BEGIN
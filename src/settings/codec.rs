//! Flat settings file codec
//!
//! One setting per line: the first token is the name, the rest of the line
//! is the raw value. Comment lines are skipped. Saved files pad names to a
//! fixed column so values line up.

use std::fs;
use std::io::{self, BufWriter, Write};
use std::path::Path;

use serde::{Deserialize, Serialize};
use tracing::{debug, trace};

use super::convert::split_first_token;
use super::store::SettingsStore;
use crate::error::CodecError;

/// Default width of the name column in saved files
pub const DEFAULT_COLUMN_WIDTH: usize = 25;

/// Comment marker
pub const COMMENT_MARKER: char = '#';

/// Which lines count as comments
#[derive(Debug, Clone, Copy, PartialEq, Eq, Default, Serialize, Deserialize)]
#[serde(rename_all = "snake_case")]
pub enum CommentStyle {
    /// `#` as the first non-whitespace character
    #[default]
    LineStart,
    /// `#` anywhere on the line, including inside a value
    Anywhere,
}

impl CommentStyle {
    /// Check if `line` is a comment under this style
    pub fn is_comment(&self, line: &str) -> bool {
        match self {
            Self::LineStart => line.trim_start().starts_with(COMMENT_MARKER),
            Self::Anywhere => line.contains(COMMENT_MARKER),
        }
    }
}

/// Reads and writes the raw values of a [`SettingsStore`]
#[derive(Debug, Clone)]
pub struct FileCodec {
    /// Comment detection rule for loading
    pub comment_style: CommentStyle,
    /// Name column width for saving
    pub column_width: usize,
    /// Keep committed types of names overwritten by a load
    pub keep_cached_on_load: bool,
}

impl Default for FileCodec {
    fn default() -> Self {
        Self {
            comment_style: CommentStyle::default(),
            column_width: DEFAULT_COLUMN_WIDTH,
            keep_cached_on_load: false,
        }
    }
}

impl FileCodec {
    /// Create a codec with default settings
    pub fn new() -> Self {
        Self::default()
    }

    /// Set the comment detection rule
    pub fn with_comment_style(mut self, style: CommentStyle) -> Self {
        self.comment_style = style;
        self
    }

    /// Set the name column width
    pub fn with_column_width(mut self, width: usize) -> Self {
        self.column_width = width;
        self
    }

    /// Keep committed types when a load overwrites raw values
    pub fn with_keep_cached_on_load(mut self, keep: bool) -> Self {
        self.keep_cached_on_load = keep;
        self
    }

    /// Parse one line into `(name, raw value)`, or `None` for comments and blank lines
    pub fn parse_line<'a>(&self, line: &'a str) -> Option<(&'a str, &'a str)> {
        if self.comment_style.is_comment(line) {
            return None;
        }
        split_first_token(line)
    }

    /// Load settings from `path` into `store`. Returns the number of entries read.
    ///
    /// Bytes that are not valid UTF-8 are replaced with U+FFFD rather than
    /// failing the load.
    pub fn load(&self, path: &Path, store: &mut SettingsStore) -> Result<usize, CodecError> {
        let bytes = fs::read(path).map_err(|source| CodecError::Read {
            path: path.to_path_buf(),
            source,
        })?;

        let count = self.read_from(&String::from_utf8_lossy(&bytes), store);
        debug!("Loaded {} settings from {:?}", count, path);
        Ok(count)
    }

    /// Load settings from in-memory text. Returns the number of entries read.
    pub fn read_from(&self, text: &str, store: &mut SettingsStore) -> usize {
        let mut count = 0;
        for line in text.lines() {
            let Some((name, value)) = self.parse_line(line) else {
                continue;
            };
            trace!("Read setting '{}' = {:?}", name, value);

            store.insert_raw(name, value);
            if !self.keep_cached_on_load {
                store.invalidate(name);
            }
            count += 1;
        }
        count
    }

    /// Save every setting of `store` to `path`. Returns the number of lines written.
    pub fn save(&self, path: &Path, store: &SettingsStore) -> Result<usize, CodecError> {
        let write_err = |source| CodecError::Write {
            path: path.to_path_buf(),
            source,
        };

        let file = fs::File::create(path).map_err(write_err)?;
        let mut writer = BufWriter::new(file);
        let count = self.write_to(&mut writer, store).map_err(write_err)?;
        writer.flush().map_err(write_err)?;

        debug!("Saved {} settings to {:?}", count, path);
        Ok(count)
    }

    /// Write every setting of `store` to `writer` in name order
    pub fn write_to<W: Write>(&self, writer: &mut W, store: &SettingsStore) -> io::Result<usize> {
        let mut count = 0;
        for (name, setting) in store.iter() {
            writer.write_all(self.format_line(name, &setting.raw).as_bytes())?;
            count += 1;
        }
        Ok(count)
    }

    /// Render `store` as file text
    pub fn to_text(&self, store: &SettingsStore) -> String {
        store
            .iter()
            .map(|(name, setting)| self.format_line(name, &setting.raw))
            .collect()
    }

    /// One saved line: padded name, a space, the value without leading spaces
    fn format_line(&self, name: &str, raw: &str) -> String {
        format!(
            "{:<width$} {}\n",
            name,
            raw.trim_start_matches(' '),
            width = self.column_width
        )
    }
}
END
Find the word "SettingsStore" in the entries. Copy each line that holds it.

--- Written reply ---
use super::store::SettingsStore;
/// Reads and writes the raw values of a [`SettingsStore`]
    pub fn load(&self, path: &Path, store: &mut SettingsStore) -> Result<usize, CodecError> {
    pub fn read_from(&self, text: &str, store: &mut SettingsStore) -> usize {
    pub fn save(&self, path: &Path, store: &SettingsStore) -> Result<usize, CodecError> {
    pub fn write_to<W: Write>(&self, writer: &mut W, store: &SettingsStore) -> io::Result<usize> {
    pub fn to_text(&self, store: &SettingsStore) -> String {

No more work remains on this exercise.